-- Instructions to follow --
Give the number of lines below that hold "stdout", and only that.

-- Materials provided --
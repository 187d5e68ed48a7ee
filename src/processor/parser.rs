//! Line-oriented instruction parser.
//!
//! Syntax: one instruction per line, fields separated by single spaces.
//!
//! ```text
//! MNEMONIC [operand] [operand]
//! ```
//!
//! The parser resolves the mnemonic and classifies up to two positional
//! operands; it does not enforce per-opcode arity or operand kinds — the
//! executor validates those before dispatch.

use crate::processor::errors::VmError;
use crate::processor::isa::Opcode;
use crate::processor::operand::Operand;

/// Field separator between mnemonic and operands.
const DELIMITER: char = ' ';

/// One decoded program line: an opcode plus up to two operands.
///
/// Instructions are transient; each line is parsed fresh and discarded
/// after execution.
#[derive(Clone, Copy, Debug, PartialEq, Eq)]
pub struct Instruction {
    pub opcode: Opcode,
    pub operands: [Option<Operand>; 2],
}

/// Parses one non-empty line into an [`Instruction`].
///
/// Returns [`VmError::UnknownOpcode`] for an unrecognized mnemonic and
/// [`VmError::MalformedOperand`] for an operand token that is neither a
/// register name nor an unsigned integer. Fields past the second operand
/// are ignored.
pub fn parse_line(line: &str) -> Result<Instruction, VmError> {
    let mut fields = line.split(DELIMITER);
    let mnemonic = fields.next().unwrap_or_default();
    let opcode = Opcode::from_mnemonic(mnemonic)
        .ok_or_else(|| VmError::UnknownOpcode(mnemonic.to_string()))?;

    let mut operands = [None, None];
    for slot in operands.iter_mut() {
        let Some(token) = fields.next() else { break };
        *slot = Some(Operand::parse(token)?);
    }

    Ok(Instruction { opcode, operands })
}
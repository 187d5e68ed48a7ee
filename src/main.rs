//! Virtual processor CLI.
//!
//! Reads a program file and executes it on the virtual processor.
//!
//! # Usage
//! ```text
//! vproc <program-file>
//! ```
//!
//! # Arguments
//! - `program-file`: Text program, one instruction per line
//!
//! # Exit status
//! - `0`: the program ran to the end of the file
//! - `1`: missing/unreadable program file or any fatal execution error

use std::env;
use std::fs;
use std::io;
use std::process;
use vproc::error;
use vproc::processor::Executor;

fn main() {
    let args: Vec<String> = env::args().collect();

    if args.len() >= 2 && (args[1] == "--help" || args[1] == "-h") {
        print_usage(&args[0]);
        process::exit(0);
    }

    if args.len() < 2 {
        error!("Program file path was not provided.");
        process::exit(1);
    }

    let path = &args[1];
    let source = fs::read_to_string(path).unwrap_or_else(|_| {
        error!("Unable to open file: {path}");
        process::exit(1)
    });

    let stdout = io::stdout();
    let mut out = stdout.lock();

    let mut executor = Executor::new();
    if let Err(e) = executor.run(&source, &mut out) {
        error!("{e}");
        process::exit(1);
    }
}

fn print_usage(program: &str) {
    println!("Usage: {program} <program-file>");
    println!();
    println!("Executes a virtual processor program, one instruction per line.");
    println!();
    println!("Instructions:");
    println!("  SETv reg value   set register to an immediate value");
    println!("  SETr reg reg     set register to another register's value");
    println!("  ADDv reg value   add an immediate value (saturating)");
    println!("  ADDr reg reg     add another register's value (saturating)");
    println!("  SUBv reg value   subtract an immediate value (saturating)");
    println!("  SUBr reg reg     subtract another register's value (saturating)");
    println!("  IFNZ reg         skip the next line if the register is zero");
    println!("  PRINT reg        print the register's decimal value");
    println!("  PUSH reg         push the register onto the stack");
    println!("  POP reg          pop the stack into the register");
    println!("  LOAD addr reg    load the word at a heap address");
    println!("  STORE addr reg   store the register at a heap address");
    println!();
    println!("Registers: a, b, c, d (16-bit, saturating arithmetic)");
}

-- Exercise result --
2